L’académicien Frédéric Vitoux, qui a succédé à Jacques Laurent au fauteuil numéro 15, est revenu pour PHILITT sur la polémique qu’a suscitée la réforme de l’orthographe. Il souligne que les propositions de modifications faites il y a plus de 25 ans par le Conseil supérieur de la langue française n’ont pas été consacrées par l’usage. Il ajoute également que la simplification de la langue ne facilite en rien son apprentissage.
PHILITT : Si l’on en croit le Madame Figaro du 5 janvier 1991, vous étiez déjà à cette époque opposé à la suppression partielle de l’accent circonflexe.

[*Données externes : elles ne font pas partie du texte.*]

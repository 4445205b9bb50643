use std::fmt;
use std::io;
use std::path::{Path, PathBuf};

use crate::GscError;

/// Suffix appended to compressed outputs.
pub const ARTIFACT_SUFFIX: &str = ".bin";
/// Suffix appended on decompression when the input lacks [`ARTIFACT_SUFFIX`].
pub const RESTORED_SUFFIX: &str = ".out";

#[derive(Debug)]
pub struct CliError {
    pub msg: String,
    pub source: Option<Box<dyn std::error::Error + Send + Sync>>,
}

impl fmt::Display for CliError {
    fn fmt(&self, f: &mut fmt::Formatter<'_>) -> fmt::Result {
        self.msg.fmt(f)
    }
}

impl std::error::Error for CliError {
    fn source(&self) -> Option<&(dyn std::error::Error + 'static)> {
        self.source
            .as_deref()
            .map(|e| e as &(dyn std::error::Error + 'static))
    }
}

/// Format a user friendly I/O error message with suggestions.
pub fn format_io_error(operation: &str, path: &Path, err: &io::Error) -> String {
    use io::ErrorKind::*;
    let suggestion = match err.kind() {
        NotFound => "Check that the file exists and the path is correct.",
        PermissionDenied => "Check permissions or run as a different user.",
        UnexpectedEof => "File appears truncated or corrupted.",
        WriteZero => "Disk may be full. Free up space and try again.",
        Other if err.raw_os_error() == Some(28) => "Disk may be full. Free up space and try again.",
        _ => "Check permissions or free up disk space.",
    };
    format!(
        "Error {} '{}': {}. {}",
        operation,
        path.display(),
        err,
        suggestion
    )
}

/// Convert an I/O error into a CLI error with context.
pub fn io_cli_error(operation: &str, path: &Path, err: io::Error) -> CliError {
    CliError {
        msg: format_io_error(operation, path, &err),
        source: Some(Box::new(err)),
    }
}

pub fn simple_cli_error(msg: &str) -> CliError {
    CliError {
        msg: msg.to_string(),
        source: None,
    }
}

/// Convert a library error into a CLI error with a hint.
pub fn gsc_cli_error(context: &str, err: GscError) -> CliError {
    CliError {
        msg: format!("{}: {}", context, cli_hint(&err)),
        source: Some(Box::new(err)),
    }
}

/// Return an actionable hint for a library error variant.
pub fn cli_hint(err: &GscError) -> String {
    use crate::GscError::*;
    match err {
        Io(io) => format!("{io}"),
        DeviceUnavailable(msg) => {
            format!("{msg}. Install an OpenCL runtime or use `compress` instead.")
        }
        KernelBuild(log) => format!("kernel failed to compile:\n{log}"),
        Device(msg) => format!("{msg}. The device path was aborted."),
        CorruptArtifact(msg) => format!("{msg}. Verify the file is intact."),
        Config(msg) => format!("{msg}. Invalid configuration."),
    }
}

/// `<input>.bin`
pub fn default_artifact_path(input: &Path) -> PathBuf {
    let mut name = input.as_os_str().to_owned();
    name.push(ARTIFACT_SUFFIX);
    PathBuf::from(name)
}

/// Strip a trailing `.bin`, or append `.out` when there is none.
pub fn default_restored_path(artifact: &Path) -> PathBuf {
    let raw = artifact.to_string_lossy();
    match raw.strip_suffix(ARTIFACT_SUFFIX) {
        Some(stem) if !stem.is_empty() => PathBuf::from(stem),
        _ => {
            let mut name = artifact.as_os_str().to_owned();
            name.push(RESTORED_SUFFIX);
            PathBuf::from(name)
        }
    }
}
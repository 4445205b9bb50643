use honggfuzz::fuzz;

fn main() {
    loop {
        fuzz!(|data: &[u8]| {
            let (words, bits) = gsc::bytes_to_bits(data);
            assert_eq!(gsc::bits_to_bytes(&words, bits), data);
        });
    }
}
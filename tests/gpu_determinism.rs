#![cfg(feature = "gpu")]
use gsc::{
    search, BatchDevice, BatchDispatcher, GscError, OpenClDevice, SearchConfig, SearchTarget,
};

fn device() -> Option<OpenClDevice> {
    match OpenClDevice::new(gsc::gpu::KERNEL_SOURCE) {
        Ok(d) => Some(d),
        Err(GscError::DeviceUnavailable(msg)) => {
            eprintln!("no OpenCL device ({msg}); skipping");
            None
        }
        Err(e) => panic!("device setup failed: {e}"),
    }
}

#[test]
fn kernel_matches_host_generator() {
    let Some(mut dev) = device() else { return };
    // every seed reproduces its own output, so a one-seed batch must hit
    for seed in [0u64, 1, 42, 164, 36442, u64::MAX - 1] {
        for bits in [8u64, 64, 72, 200] {
            let target = SearchTarget::from_words(gsc::generate_bits(seed, bits), bits);
            dev.load_target(&target).unwrap();
            dev.reset_found().unwrap();
            dev.dispatch(seed, 1).unwrap();
            assert!(dev.read_found().unwrap(), "seed {seed} bits {bits}");
            assert_eq!(dev.read_seed().unwrap(), seed);
        }
    }
}

#[test]
fn opencl_search_roundtrips() {
    let Some(dev) = device() else { return };
    let config = SearchConfig {
        chunk_size: 1 << 16,
        seed_limit: Some(1 << 24),
        ..SearchConfig::default()
    };
    let target = SearchTarget::from_bytes(b"Hi");
    let mut backend = BatchDispatcher::from_config(dev, &config);
    let art = search(&mut backend, &target, &config).unwrap().unwrap();
    assert_eq!(art.reconstruct(), b"Hi");
}
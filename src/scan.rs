// Directory scanning module
// Walks a tree on a background thread, classifies every regular file through
// the match engine, and streams results over a bounded channel.

use std::collections::HashSet;
use std::fs;
use std::path::{Path, PathBuf};
use std::thread::{self, JoinHandle};
use std::time::SystemTime;

use crossbeam_channel::{bounded, Receiver};

use crate::cancel::CancelToken;
use crate::error::GhostError;
use crate::events::{RunStatus, ScanEvent};
use crate::matcher::{MatchDecision, MatchEngine};
use crate::path_utils::DirIdentity;
use crate::rules::RuleSet;

/// Channel capacity for streamed events. A full channel blocks the scan
/// thread, never the consumer.
const EVENT_BUFFER: usize = 1024;

/// Emit a Progress snapshot every this many visited files.
const PROGRESS_INTERVAL: u64 = 100;

/// Aggregate counters accumulated during one scan. Monotonically
/// non-decreasing while the run is live; reset at the start of each scan.
#[derive(Debug, Clone, Default, PartialEq, Eq, serde::Serialize)]
pub struct ScanStats {
    pub files_visited: u64,
    pub dirs_visited: u64,
    /// Directories skipped because their canonical identity was already
    /// visited (symlink cycles, bind mounts).
    pub dirs_skipped: u64,
    pub files_matched: u64,
    pub bytes_reclaimable: u64,
    pub errors: u64,
}

/// One unit of streamed scan output, produced per visited regular file.
#[derive(Debug, Clone, serde::Serialize)]
pub struct ScanPayload {
    /// Root-relative path with `/` separators
    pub rel_path: String,
    /// Absolute (or root-joined) path on disk
    pub path: PathBuf,
    pub size: u64,
    pub mtime: Option<SystemTime>,
    pub decision: MatchDecision,
}

impl ScanPayload {
    /// A file is a ghost when an Exclude rule won the match.
    pub fn is_ghost(&self) -> bool {
        self.decision.matched
    }
}

/// Background scanner: traverses a directory tree, evaluates every regular
/// file against the rule set, and streams `ScanEvent`s.
///
/// One worker serves one run; construct a new one per scan.
pub struct ScanWorker {
    root: PathBuf,
    engine: MatchEngine,
    cancel: CancelToken,
}

impl ScanWorker {
    pub fn new(
        root: &Path,
        rules: RuleSet,
        case_sensitive: bool,
        cancel: CancelToken,
    ) -> Result<Self, GhostError> {
        Ok(Self {
            root: root.to_path_buf(),
            engine: MatchEngine::new(rules, case_sensitive)?,
            cancel,
        })
    }

    /// Run the scan on a dedicated thread and return the event stream.
    ///
    /// The final event is always `ScanEvent::Finished`. Dropping the
    /// receiver stops the worker at its next emission.
    pub fn spawn(self) -> (Receiver<ScanEvent>, JoinHandle<()>) {
        let (sender, receiver) = bounded::<ScanEvent>(EVENT_BUFFER);

        let handle = thread::spawn(move || {
            let mut emit = |event: ScanEvent| sender.send(event).is_ok();
            self.run(&mut emit);
        });

        (receiver, handle)
    }

    /// Synchronous scan driving a callback. `emit` returns false to stop the
    /// run early (a dropped channel receiver surfaces this way).
    ///
    /// Emits `Finished` as its last event and returns the same stats/status
    /// pair for callers that stay on one thread.
    pub fn run(&self, emit: &mut dyn FnMut(ScanEvent) -> bool) -> (ScanStats, RunStatus) {
        let mut stats = ScanStats::default();

        let root_meta = match fs::metadata(&self.root) {
            Ok(meta) => meta,
            Err(e) => {
                let status = RunStatus::Failed(format!(
                    "cannot read scan root {}: {}",
                    self.root.display(),
                    e
                ));
                emit(ScanEvent::Finished { stats: stats.clone(), status: status.clone() });
                return (stats, status);
            }
        };
        if !root_meta.is_dir() {
            let status = RunStatus::Failed(format!(
                "scan root {} is not a directory",
                self.root.display()
            ));
            emit(ScanEvent::Finished { stats: stats.clone(), status: status.clone() });
            return (stats, status);
        }

        let mut visited = HashSet::new();
        if let Ok(identity) = DirIdentity::of(&self.root, &root_meta) {
            visited.insert(identity);
        }
        stats.dirs_visited += 1;

        let completed = self.walk_dir(&self.root, &mut stats, &mut visited, emit);

        let status = if completed {
            RunStatus::Completed
        } else if self.cancel.is_cancelled() {
            RunStatus::Cancelled
        } else {
            // Consumer went away; treat the partial run like a cancellation.
            RunStatus::Cancelled
        };

        emit(ScanEvent::Finished { stats: stats.clone(), status: status.clone() });
        (stats, status)
    }

    /// Recursively walk one directory. Returns false when the run stopped
    /// early (cancellation or a dropped consumer).
    fn walk_dir(
        &self,
        dir: &Path,
        stats: &mut ScanStats,
        visited: &mut HashSet<DirIdentity>,
        emit: &mut dyn FnMut(ScanEvent) -> bool,
    ) -> bool {
        let reader = match fs::read_dir(dir) {
            Ok(reader) => reader,
            Err(_) => {
                // Unreadable directory: count it, keep scanning the rest.
                stats.errors += 1;
                return true;
            }
        };

        // Sort entries by name so emission order is deterministic for a
        // given tree and rule set.
        let mut entries: Vec<PathBuf> = Vec::new();
        for entry in reader {
            match entry {
                Ok(entry) => entries.push(entry.path()),
                Err(_) => stats.errors += 1,
            }
        }
        entries.sort();

        for path in entries {
            // Cancellation is checked per directory entry.
            if self.cancel.is_cancelled() {
                return false;
            }

            // Stat the entry itself; vanished entries land in `errors`.
            let metadata = match fs::symlink_metadata(&path) {
                Ok(metadata) => metadata,
                Err(_) => {
                    stats.errors += 1;
                    continue;
                }
            };
            let file_type = metadata.file_type();

            if file_type.is_dir() {
                if !self.enter_dir(&path, &metadata, stats, visited, emit) {
                    return false;
                }
            } else if file_type.is_file() {
                if !self.visit_file(&path, &metadata, stats, emit) {
                    return false;
                }
            } else if file_type.is_symlink() {
                // Follow the link only far enough to learn whether it names
                // a directory; the visited-identity guard keeps cycles out.
                match fs::metadata(&path) {
                    Ok(target) if target.is_dir() => {
                        if !self.enter_dir(&path, &target, stats, visited, emit) {
                            return false;
                        }
                    }
                    // Link to a file, or dangling: classify the link by its
                    // own metadata. Sizes stay those of the link, never the
                    // target, so reclaimable bytes match what deleting the
                    // link actually frees.
                    _ => {
                        if !self.visit_file(&path, &metadata, stats, emit) {
                            return false;
                        }
                    }
                }
            }
            // Sockets, fifos, device nodes: not classifiable by this engine.
        }

        true
    }

    /// Recurse into a directory (or a symlink resolving to one) unless its
    /// canonical identity was already visited. `metadata` must describe the
    /// resolved directory, not a link to it.
    fn enter_dir(
        &self,
        path: &Path,
        metadata: &fs::Metadata,
        stats: &mut ScanStats,
        visited: &mut HashSet<DirIdentity>,
        emit: &mut dyn FnMut(ScanEvent) -> bool,
    ) -> bool {
        let identity = match DirIdentity::of(path, metadata) {
            Ok(identity) => identity,
            Err(_) => {
                stats.errors += 1;
                return true;
            }
        };
        if !visited.insert(identity) {
            // Already entered through another name: symlink cycle.
            stats.dirs_skipped += 1;
            return true;
        }
        stats.dirs_visited += 1;
        self.walk_dir(path, stats, visited, emit)
    }

    fn visit_file(
        &self,
        path: &Path,
        metadata: &fs::Metadata,
        stats: &mut ScanStats,
        emit: &mut dyn FnMut(ScanEvent) -> bool,
    ) -> bool {
        stats.files_visited += 1;
        let size = metadata.len();

        let result = match self.engine.evaluate_path(path, &self.root) {
            Ok(result) => result,
            Err(_) => {
                // Entries come from read_dir under root, so this only fires
                // on pathological roots like "."-relative walks racing a cwd
                // change. Recorded, not fatal.
                stats.errors += 1;
                return true;
            }
        };

        // Stats are updated before the payload is emitted, so a Progress
        // snapshot never under-reports an entry the consumer has seen.
        if result.decision.matched {
            stats.files_matched += 1;
            stats.bytes_reclaimable += size;
        }

        let payload = ScanPayload {
            rel_path: result.rel_path,
            path: path.to_path_buf(),
            size,
            mtime: metadata.modified().ok(),
            decision: result.decision,
        };

        if !emit(ScanEvent::Entry(payload)) {
            return false;
        }

        if stats.files_visited % PROGRESS_INTERVAL == 0 {
            if !emit(ScanEvent::Progress(stats.clone())) {
                return false;
            }
        }

        true
    }
}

Pourquoi est-il important à vos yeux qu’il soit préservé intégralement ?
Frédéric Vitoux : Il y a un quart de siècle, l’Académie française avait été très partagée quant à la réforme de l’orthographe, beaucoup plus que ce qui semble être dit aujourd’hui par le ministère de l’Éducation nationale. Si elle avait accueilli finalement avec précaution les recommandations du Conseil supérieur de la langue française, c’était à la seule condition de vérifier si l’usage allait conforter ses recommandations de la réforme de l’orthographe.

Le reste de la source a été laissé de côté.